Naive implementation uses 2D grid striding technique to traverse the domain with threads. Data dependency is handled through seperation into small kernels and blocking memory copying with cudaMemcpy.
Vectorize makes use of the fact that the 2 arrays P and Q are always accessed in pairs so they may as well exist next to eachother in memory in an RGB sense.
Cooperative removes all cudaKernelLaunch overhead associated with launching many small kernels, by converting the kernels into device functions and launching a larger global kernel which combines all steps and performs N iterations. cudaLaunchCooperativeKernel is invoked here to allow for GPU side grid-wide synchronization.

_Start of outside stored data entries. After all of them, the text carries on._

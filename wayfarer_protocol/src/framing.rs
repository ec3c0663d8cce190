// Length-prefixed framing for byte streams.
//
// Wire format: `[u32 big-endian length][length bytes]`. The framing layer is
// payload-agnostic; `codec.rs` turns envelopes into the bytes carried here.
//
// `read_frame` distinguishes a clean close at a frame boundary (`Ok(None)`)
// from a stream that dies mid-frame (`UnexpectedEof`), so callers can tell a
// peer hanging up from a truncated message.
//
// `MAX_FRAME_SIZE` bounds the allocation a hostile length prefix can force.
// Full state syncs are the largest frames in practice.

use std::io::{self, ErrorKind, Read, Write};

/// Largest accepted frame body (8 MB).
pub const MAX_FRAME_SIZE: u32 = 8 * 1024 * 1024;

/// Write one frame and flush.
pub fn write_frame<W: Write>(writer: &mut W, body: &[u8]) -> io::Result<()> {
    let len = u32::try_from(body.len())
        .ok()
        .filter(|len| *len <= MAX_FRAME_SIZE)
        .ok_or_else(|| {
            io::Error::new(
                ErrorKind::InvalidInput,
                format!(
                    "frame of {} bytes exceeds limit of {MAX_FRAME_SIZE}",
                    body.len()
                ),
            )
        })?;
    writer.write_all(&len.to_be_bytes())?;
    writer.write_all(body)?;
    writer.flush()
}

/// Read one frame. Returns `Ok(None)` when the stream ends cleanly before
/// the first byte of a length prefix.
pub fn read_frame<R: Read>(reader: &mut R) -> io::Result<Option<Vec<u8>>> {
    let mut prefix = [0u8; 4];
    let mut filled = 0;
    while filled < prefix.len() {
        match reader.read(&mut prefix[filled..]) {
            Ok(0) if filled == 0 => return Ok(None),
            Ok(0) => {
                return Err(io::Error::new(
                    ErrorKind::UnexpectedEof,
                    "stream closed inside a length prefix",
                ));
            }
            Ok(n) => filled += n,
            Err(e) if e.kind() == ErrorKind::Interrupted => continue,
            Err(e) => return Err(e),
        }
    }

    let len = u32::from_be_bytes(prefix);
    if len > MAX_FRAME_SIZE {
        return Err(io::Error::new(
            ErrorKind::InvalidData,
            format!("frame length {len} exceeds limit of {MAX_FRAME_SIZE}"),
        ));
    }
    let mut body = vec![0u8; len as usize];
    reader.read_exact(&mut body)?;
    Ok(Some(body))
}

Async overlaps all host - device copying using a second buffer to store output on the device which can then be copied from asynchronously using cudaMemcpyAsync and host pinned memory using cudaMallocHost.
Invert utilises the temporal locality of PQ and dPQdt arrays in L2 cache by inverting the integration loop: The derivative loop updates the last elements PQ at the end thus this is the first data we should make use of in the integration loop.
Cache uses a manual 2D cache-tiling approach to copying data from DRAM into L1 cache thus ensuring reuse of data between threads of the same thread-block. This optimisation works well for larger grids, when the arrays no longer fit in L2 cache.
Pipeline uses asynchronous device side memory copying operations thus reducing register pressure, it also makes use of the fact that we can precalculate some parts of the PDEs that only depend on the threads own center value.
Double Buffer uses a second buffer to store a copy of the PQ array and pointer swapping to deal with the data dependency between calculating the time-derivative and integrating the array on which it depends. This is by far the largest leap in performance.